[Opening Records for this task section]

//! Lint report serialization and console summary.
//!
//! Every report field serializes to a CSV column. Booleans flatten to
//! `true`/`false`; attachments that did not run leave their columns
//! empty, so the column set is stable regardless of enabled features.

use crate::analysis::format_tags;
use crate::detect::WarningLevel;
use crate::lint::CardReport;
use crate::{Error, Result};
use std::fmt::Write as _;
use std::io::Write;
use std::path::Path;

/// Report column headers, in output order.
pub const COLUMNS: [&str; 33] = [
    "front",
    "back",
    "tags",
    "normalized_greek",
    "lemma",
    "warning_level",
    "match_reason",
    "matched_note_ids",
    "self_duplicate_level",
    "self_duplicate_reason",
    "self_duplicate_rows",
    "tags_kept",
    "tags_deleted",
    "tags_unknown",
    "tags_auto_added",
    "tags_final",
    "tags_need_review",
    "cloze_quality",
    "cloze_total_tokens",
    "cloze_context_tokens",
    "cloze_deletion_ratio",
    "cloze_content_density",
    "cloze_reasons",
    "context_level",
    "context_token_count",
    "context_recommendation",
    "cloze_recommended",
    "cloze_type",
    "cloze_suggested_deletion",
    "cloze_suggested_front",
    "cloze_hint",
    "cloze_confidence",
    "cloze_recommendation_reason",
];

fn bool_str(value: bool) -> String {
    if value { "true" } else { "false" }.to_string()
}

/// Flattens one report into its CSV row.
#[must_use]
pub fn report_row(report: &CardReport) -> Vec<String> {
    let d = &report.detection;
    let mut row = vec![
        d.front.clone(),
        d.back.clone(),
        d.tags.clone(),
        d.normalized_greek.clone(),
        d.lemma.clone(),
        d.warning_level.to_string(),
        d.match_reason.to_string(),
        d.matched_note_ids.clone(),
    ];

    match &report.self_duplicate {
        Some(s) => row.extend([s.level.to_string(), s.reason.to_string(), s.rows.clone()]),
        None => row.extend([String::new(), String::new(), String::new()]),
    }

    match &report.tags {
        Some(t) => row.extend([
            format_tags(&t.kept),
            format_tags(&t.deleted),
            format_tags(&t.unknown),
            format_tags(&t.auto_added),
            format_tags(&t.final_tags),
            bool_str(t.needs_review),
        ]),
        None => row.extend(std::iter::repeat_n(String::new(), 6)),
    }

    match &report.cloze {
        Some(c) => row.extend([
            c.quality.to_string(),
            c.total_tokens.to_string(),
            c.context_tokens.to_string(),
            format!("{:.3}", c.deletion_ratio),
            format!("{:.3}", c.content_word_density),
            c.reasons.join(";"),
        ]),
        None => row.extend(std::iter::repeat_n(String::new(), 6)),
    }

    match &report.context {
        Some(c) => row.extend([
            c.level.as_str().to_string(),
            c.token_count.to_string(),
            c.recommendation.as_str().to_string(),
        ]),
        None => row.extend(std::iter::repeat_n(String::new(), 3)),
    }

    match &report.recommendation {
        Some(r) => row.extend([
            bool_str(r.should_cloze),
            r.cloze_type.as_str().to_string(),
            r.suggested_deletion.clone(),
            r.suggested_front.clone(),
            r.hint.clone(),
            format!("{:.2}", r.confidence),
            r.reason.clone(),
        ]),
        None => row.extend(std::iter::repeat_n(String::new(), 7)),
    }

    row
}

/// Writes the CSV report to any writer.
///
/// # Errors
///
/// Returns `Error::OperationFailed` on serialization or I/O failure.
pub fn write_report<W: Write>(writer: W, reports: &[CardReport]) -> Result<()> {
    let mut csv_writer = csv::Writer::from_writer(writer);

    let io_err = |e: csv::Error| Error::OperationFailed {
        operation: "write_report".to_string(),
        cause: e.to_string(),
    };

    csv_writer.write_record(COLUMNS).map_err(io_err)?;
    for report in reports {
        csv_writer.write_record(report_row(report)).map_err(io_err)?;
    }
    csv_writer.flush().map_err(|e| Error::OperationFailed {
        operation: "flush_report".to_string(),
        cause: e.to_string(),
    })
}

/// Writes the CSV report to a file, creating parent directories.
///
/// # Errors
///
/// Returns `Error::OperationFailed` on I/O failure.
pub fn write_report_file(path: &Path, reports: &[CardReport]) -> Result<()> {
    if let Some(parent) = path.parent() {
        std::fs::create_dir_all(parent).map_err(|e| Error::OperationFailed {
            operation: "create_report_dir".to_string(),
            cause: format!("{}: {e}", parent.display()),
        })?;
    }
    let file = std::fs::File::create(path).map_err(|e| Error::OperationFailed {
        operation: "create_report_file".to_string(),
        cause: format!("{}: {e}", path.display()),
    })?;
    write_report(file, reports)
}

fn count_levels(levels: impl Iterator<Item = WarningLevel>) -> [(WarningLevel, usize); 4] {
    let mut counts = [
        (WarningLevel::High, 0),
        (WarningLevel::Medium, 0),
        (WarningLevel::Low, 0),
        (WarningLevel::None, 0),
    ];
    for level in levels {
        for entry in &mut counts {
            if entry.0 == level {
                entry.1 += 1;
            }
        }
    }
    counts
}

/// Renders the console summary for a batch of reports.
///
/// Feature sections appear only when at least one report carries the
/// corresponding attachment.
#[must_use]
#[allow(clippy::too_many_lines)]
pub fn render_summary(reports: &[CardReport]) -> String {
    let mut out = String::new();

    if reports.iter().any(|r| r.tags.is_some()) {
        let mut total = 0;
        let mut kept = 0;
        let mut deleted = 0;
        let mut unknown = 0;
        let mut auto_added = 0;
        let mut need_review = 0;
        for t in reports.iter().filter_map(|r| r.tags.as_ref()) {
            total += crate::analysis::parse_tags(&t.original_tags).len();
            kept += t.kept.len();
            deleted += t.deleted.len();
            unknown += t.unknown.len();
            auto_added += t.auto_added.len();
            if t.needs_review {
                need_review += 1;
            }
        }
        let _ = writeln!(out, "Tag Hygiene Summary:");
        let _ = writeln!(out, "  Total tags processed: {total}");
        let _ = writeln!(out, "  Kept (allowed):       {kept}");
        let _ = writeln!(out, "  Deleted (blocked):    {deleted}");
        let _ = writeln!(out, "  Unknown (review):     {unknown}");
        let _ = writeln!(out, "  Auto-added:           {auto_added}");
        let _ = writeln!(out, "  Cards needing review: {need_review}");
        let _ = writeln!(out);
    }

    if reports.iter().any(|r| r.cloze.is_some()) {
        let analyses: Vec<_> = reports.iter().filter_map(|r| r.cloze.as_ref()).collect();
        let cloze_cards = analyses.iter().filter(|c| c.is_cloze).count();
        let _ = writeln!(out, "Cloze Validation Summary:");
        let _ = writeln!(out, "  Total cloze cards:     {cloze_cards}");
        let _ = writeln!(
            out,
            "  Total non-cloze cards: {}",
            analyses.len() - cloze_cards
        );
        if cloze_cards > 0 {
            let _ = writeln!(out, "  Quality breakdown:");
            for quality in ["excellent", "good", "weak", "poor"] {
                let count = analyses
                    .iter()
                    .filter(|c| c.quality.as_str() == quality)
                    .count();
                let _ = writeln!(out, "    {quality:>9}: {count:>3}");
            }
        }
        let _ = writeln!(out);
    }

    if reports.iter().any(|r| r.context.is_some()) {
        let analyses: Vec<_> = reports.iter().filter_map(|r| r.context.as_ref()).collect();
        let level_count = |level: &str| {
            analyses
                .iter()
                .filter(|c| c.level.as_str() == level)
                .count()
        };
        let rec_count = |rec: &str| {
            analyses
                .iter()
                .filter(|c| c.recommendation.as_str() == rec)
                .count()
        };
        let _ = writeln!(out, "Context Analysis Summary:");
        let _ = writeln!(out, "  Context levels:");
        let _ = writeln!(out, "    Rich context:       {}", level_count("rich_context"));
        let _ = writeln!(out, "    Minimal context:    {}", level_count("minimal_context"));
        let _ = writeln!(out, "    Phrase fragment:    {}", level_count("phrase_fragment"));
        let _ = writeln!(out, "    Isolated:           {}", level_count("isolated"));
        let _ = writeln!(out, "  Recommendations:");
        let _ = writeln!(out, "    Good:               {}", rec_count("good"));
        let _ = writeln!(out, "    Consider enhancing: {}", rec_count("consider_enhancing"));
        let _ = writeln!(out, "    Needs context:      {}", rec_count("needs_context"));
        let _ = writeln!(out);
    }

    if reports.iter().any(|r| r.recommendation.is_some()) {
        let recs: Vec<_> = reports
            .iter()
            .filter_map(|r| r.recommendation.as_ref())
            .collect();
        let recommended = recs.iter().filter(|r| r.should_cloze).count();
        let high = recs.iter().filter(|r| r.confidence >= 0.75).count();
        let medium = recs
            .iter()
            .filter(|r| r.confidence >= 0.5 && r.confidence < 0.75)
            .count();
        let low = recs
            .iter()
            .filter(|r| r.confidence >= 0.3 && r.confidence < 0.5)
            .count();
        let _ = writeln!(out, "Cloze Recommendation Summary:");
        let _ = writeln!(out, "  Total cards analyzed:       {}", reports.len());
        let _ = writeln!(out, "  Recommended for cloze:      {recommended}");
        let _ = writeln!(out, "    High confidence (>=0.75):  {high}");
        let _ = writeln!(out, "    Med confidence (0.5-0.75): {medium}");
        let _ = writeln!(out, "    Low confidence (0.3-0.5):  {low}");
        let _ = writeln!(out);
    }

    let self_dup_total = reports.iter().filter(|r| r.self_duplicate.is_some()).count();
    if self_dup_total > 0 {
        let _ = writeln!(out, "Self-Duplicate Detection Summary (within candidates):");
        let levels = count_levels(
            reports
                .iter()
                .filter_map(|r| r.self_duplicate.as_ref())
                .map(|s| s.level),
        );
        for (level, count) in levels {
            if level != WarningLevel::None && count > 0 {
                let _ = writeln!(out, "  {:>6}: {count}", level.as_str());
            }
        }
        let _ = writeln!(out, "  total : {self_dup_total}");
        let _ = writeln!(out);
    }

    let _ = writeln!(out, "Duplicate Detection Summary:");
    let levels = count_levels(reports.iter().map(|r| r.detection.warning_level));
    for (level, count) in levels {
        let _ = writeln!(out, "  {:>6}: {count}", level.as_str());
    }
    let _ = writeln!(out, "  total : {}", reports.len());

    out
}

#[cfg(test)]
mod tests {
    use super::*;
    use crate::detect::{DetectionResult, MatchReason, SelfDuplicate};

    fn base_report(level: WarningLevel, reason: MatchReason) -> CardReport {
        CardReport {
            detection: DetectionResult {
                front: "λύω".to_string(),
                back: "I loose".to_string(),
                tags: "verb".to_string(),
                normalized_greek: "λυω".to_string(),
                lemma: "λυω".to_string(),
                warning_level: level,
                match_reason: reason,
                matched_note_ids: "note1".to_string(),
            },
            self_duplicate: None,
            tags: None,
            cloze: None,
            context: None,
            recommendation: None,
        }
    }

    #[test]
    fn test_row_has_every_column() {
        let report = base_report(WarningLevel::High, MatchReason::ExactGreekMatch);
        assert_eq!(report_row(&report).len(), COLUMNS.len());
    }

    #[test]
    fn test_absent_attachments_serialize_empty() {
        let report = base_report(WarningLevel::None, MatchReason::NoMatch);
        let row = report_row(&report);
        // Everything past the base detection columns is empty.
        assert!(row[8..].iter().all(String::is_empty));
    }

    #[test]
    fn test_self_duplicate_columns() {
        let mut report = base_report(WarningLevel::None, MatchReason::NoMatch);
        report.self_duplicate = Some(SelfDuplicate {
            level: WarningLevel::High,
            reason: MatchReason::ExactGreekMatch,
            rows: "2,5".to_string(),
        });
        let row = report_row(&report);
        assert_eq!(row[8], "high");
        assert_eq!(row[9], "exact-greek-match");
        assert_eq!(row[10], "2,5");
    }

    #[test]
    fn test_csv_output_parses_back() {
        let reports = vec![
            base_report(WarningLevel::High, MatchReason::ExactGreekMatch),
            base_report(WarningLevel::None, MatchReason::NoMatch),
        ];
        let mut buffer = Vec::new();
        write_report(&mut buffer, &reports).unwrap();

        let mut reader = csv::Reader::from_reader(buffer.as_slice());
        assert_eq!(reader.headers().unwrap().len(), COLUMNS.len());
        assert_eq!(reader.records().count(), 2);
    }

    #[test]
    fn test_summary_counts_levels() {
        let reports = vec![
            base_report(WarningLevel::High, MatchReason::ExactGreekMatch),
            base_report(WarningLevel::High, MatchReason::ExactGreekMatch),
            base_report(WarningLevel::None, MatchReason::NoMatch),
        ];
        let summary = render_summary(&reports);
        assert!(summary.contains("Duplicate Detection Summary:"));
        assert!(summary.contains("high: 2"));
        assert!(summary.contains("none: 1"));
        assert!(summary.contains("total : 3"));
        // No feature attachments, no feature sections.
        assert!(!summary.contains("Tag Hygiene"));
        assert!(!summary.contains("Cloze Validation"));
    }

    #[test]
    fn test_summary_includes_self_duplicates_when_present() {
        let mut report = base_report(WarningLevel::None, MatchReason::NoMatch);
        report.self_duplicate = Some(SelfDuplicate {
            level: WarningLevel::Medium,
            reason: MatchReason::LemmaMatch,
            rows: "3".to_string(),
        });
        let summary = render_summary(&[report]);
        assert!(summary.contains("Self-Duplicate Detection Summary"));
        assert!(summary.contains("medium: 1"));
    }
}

[Closing Records for this task section]
[Opening Records for this task section]

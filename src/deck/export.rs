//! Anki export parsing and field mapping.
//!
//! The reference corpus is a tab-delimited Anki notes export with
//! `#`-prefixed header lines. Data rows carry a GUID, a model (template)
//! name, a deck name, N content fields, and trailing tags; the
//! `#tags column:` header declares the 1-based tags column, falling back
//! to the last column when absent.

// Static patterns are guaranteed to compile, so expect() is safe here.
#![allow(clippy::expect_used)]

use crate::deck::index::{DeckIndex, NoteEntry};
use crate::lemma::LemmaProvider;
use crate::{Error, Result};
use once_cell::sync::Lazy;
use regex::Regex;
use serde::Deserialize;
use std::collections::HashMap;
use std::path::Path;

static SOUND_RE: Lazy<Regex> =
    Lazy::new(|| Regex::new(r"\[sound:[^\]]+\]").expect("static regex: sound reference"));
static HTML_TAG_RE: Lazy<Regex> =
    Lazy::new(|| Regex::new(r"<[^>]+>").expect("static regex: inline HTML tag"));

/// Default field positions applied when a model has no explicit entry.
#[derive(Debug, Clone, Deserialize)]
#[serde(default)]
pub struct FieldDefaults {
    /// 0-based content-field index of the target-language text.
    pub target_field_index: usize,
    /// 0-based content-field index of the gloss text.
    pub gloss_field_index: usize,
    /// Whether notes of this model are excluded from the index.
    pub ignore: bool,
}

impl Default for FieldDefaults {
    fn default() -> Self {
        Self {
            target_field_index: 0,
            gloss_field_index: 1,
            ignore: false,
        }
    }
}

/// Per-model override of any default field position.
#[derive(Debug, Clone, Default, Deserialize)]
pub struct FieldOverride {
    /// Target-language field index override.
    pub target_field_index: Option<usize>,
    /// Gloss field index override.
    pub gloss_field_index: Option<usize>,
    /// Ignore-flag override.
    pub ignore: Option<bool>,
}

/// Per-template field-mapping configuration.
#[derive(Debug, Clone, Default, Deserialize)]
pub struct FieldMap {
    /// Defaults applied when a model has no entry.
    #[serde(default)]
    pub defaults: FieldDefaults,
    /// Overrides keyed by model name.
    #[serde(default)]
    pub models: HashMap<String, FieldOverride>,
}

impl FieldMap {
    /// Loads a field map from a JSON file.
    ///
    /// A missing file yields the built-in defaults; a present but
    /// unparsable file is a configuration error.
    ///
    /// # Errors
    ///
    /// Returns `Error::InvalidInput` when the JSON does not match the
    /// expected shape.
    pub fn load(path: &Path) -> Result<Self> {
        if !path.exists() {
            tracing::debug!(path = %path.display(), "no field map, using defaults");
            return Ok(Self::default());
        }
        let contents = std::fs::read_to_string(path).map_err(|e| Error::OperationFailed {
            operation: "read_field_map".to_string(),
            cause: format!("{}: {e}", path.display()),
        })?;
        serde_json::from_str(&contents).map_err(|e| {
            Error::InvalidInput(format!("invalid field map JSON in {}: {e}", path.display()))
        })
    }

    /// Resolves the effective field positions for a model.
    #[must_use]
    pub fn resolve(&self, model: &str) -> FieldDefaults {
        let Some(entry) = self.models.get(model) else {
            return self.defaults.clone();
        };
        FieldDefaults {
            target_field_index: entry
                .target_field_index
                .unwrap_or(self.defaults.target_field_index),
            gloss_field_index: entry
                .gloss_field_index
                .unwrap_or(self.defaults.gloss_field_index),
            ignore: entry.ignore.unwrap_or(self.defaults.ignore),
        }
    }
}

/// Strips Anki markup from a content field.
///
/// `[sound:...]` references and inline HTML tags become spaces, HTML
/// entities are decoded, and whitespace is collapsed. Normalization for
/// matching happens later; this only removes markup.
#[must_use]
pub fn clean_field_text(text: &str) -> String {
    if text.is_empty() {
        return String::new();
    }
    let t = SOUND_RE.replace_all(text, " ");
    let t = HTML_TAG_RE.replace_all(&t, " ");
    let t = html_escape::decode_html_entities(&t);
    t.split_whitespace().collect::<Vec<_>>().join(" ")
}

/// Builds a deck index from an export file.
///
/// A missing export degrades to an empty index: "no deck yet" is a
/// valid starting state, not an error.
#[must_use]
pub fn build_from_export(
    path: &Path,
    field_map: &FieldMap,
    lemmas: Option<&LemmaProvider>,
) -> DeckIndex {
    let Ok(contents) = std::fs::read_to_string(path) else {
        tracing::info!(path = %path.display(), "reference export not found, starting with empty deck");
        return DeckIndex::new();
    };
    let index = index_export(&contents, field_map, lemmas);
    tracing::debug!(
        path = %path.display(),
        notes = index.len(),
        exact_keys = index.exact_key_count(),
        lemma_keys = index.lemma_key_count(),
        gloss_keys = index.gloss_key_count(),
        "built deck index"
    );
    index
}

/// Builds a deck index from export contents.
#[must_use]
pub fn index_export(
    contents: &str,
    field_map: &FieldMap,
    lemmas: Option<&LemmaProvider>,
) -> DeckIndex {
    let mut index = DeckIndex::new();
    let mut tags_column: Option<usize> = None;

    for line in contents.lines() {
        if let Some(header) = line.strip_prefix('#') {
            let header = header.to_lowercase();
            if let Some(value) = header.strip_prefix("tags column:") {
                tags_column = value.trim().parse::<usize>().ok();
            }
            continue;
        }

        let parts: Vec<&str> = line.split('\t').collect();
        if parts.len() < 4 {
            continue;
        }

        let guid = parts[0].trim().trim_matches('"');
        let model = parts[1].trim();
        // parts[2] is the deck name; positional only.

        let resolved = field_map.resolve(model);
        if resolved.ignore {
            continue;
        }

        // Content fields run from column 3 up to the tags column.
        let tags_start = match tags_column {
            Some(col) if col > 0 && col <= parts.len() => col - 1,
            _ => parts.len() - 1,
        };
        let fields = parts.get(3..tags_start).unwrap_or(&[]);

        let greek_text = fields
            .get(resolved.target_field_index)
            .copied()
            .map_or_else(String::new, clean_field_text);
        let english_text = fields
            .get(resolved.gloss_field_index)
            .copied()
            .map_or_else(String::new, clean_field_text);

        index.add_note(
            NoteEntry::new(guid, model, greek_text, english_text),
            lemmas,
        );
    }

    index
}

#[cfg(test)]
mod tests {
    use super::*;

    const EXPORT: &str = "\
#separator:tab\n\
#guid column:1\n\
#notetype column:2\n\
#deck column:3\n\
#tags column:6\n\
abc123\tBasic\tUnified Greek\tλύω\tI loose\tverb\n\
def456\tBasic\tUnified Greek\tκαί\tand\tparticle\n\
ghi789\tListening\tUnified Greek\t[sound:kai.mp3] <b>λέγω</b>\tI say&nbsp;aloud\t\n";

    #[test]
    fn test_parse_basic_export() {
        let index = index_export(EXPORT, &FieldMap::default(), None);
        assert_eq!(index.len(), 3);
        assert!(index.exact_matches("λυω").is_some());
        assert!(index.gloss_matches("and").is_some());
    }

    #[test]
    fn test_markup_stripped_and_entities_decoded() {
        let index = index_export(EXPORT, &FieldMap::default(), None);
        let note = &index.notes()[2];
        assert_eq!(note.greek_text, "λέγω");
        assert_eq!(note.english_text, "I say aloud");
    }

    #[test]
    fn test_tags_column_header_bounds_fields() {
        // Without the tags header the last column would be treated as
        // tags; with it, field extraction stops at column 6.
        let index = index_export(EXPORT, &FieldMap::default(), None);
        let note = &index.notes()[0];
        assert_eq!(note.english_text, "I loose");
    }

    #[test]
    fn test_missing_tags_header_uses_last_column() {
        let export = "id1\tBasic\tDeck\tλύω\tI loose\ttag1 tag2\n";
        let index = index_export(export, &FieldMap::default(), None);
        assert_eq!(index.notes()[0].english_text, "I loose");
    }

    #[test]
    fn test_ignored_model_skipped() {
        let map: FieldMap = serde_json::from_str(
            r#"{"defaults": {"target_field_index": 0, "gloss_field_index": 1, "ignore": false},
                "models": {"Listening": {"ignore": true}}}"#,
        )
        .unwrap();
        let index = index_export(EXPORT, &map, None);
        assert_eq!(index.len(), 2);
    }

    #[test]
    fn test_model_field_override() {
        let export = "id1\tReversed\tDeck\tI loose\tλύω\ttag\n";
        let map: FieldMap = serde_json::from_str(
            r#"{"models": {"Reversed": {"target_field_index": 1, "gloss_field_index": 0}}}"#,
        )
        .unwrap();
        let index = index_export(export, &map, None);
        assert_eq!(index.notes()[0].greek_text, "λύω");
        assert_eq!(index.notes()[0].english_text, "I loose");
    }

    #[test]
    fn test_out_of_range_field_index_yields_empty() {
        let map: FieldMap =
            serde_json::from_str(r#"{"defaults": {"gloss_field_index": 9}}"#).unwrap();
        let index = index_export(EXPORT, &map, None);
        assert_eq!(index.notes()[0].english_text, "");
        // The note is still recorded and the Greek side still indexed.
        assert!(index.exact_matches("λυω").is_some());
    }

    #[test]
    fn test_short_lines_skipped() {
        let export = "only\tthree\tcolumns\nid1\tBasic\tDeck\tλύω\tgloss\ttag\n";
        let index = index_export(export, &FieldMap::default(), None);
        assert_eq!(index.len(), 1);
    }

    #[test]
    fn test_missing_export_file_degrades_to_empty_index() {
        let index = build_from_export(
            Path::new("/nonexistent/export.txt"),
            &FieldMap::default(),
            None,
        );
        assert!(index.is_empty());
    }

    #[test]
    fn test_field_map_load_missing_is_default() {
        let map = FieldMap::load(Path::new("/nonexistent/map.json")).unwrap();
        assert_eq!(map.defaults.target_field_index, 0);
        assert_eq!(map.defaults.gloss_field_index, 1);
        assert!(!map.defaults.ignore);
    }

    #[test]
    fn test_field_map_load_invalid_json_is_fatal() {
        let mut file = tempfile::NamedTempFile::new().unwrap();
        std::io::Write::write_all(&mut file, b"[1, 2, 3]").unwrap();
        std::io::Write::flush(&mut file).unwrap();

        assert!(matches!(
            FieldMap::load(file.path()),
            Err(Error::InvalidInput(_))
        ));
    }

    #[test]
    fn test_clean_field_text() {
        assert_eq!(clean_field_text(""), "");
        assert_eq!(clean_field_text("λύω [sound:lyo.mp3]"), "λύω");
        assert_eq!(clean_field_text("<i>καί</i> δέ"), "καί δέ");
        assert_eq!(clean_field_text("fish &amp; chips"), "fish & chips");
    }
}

[Closing Records for this task section]
[Opening Records for this task section]

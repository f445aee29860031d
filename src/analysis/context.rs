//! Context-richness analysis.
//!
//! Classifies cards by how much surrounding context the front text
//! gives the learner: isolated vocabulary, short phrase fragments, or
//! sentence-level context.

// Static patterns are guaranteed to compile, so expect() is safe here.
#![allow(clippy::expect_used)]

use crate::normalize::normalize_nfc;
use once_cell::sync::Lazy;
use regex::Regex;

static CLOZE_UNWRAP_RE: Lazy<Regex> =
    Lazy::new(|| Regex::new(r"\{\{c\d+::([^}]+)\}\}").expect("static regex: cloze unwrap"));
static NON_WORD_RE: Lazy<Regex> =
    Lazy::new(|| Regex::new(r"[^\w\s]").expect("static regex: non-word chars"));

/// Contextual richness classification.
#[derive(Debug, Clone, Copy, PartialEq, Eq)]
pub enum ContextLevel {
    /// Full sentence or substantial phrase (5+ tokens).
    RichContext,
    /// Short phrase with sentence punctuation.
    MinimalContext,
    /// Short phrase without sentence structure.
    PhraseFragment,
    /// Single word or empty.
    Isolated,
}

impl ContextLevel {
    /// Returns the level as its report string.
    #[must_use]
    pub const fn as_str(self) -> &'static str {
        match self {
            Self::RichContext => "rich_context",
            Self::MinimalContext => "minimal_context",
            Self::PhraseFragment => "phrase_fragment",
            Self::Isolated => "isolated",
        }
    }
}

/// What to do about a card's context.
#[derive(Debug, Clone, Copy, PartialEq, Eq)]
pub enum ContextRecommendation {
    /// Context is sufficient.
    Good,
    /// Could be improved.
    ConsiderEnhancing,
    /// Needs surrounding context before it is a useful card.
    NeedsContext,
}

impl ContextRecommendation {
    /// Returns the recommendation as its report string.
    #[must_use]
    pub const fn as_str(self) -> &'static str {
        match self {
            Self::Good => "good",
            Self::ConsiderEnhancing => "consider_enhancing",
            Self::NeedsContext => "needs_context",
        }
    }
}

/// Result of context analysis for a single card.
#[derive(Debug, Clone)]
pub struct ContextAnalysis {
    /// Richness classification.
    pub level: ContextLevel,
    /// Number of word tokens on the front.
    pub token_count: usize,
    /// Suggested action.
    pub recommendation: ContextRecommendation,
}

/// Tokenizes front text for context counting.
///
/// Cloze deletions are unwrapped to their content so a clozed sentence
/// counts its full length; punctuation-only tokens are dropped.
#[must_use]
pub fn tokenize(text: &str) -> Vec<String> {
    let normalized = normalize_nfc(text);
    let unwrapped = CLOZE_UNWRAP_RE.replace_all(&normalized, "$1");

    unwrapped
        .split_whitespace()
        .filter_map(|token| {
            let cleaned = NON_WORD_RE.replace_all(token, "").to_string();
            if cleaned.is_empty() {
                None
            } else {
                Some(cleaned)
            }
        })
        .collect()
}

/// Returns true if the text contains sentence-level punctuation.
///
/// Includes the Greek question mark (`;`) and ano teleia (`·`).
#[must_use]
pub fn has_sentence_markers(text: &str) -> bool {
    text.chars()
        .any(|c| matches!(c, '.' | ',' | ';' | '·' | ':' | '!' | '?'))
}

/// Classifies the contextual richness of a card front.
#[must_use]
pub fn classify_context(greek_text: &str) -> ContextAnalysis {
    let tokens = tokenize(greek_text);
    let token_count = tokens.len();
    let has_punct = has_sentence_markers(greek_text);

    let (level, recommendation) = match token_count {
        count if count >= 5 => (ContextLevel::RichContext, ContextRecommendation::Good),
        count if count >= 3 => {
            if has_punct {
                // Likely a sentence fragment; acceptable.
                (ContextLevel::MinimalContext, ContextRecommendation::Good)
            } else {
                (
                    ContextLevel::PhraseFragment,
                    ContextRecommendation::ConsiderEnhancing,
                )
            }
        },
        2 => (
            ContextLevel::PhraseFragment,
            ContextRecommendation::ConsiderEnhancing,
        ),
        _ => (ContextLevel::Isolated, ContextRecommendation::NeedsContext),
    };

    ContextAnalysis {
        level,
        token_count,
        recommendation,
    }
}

[Closing Records for this task section]

_About this task:_ Could you find each line in the entries that contains the string "tracing" and copy it?

_Written solution:_
            tracing::debug!(path = %path.display(), "no field map, using defaults");
        tracing::info!(path = %path.display(), "reference export not found, starting with empty deck");
    tracing::debug!(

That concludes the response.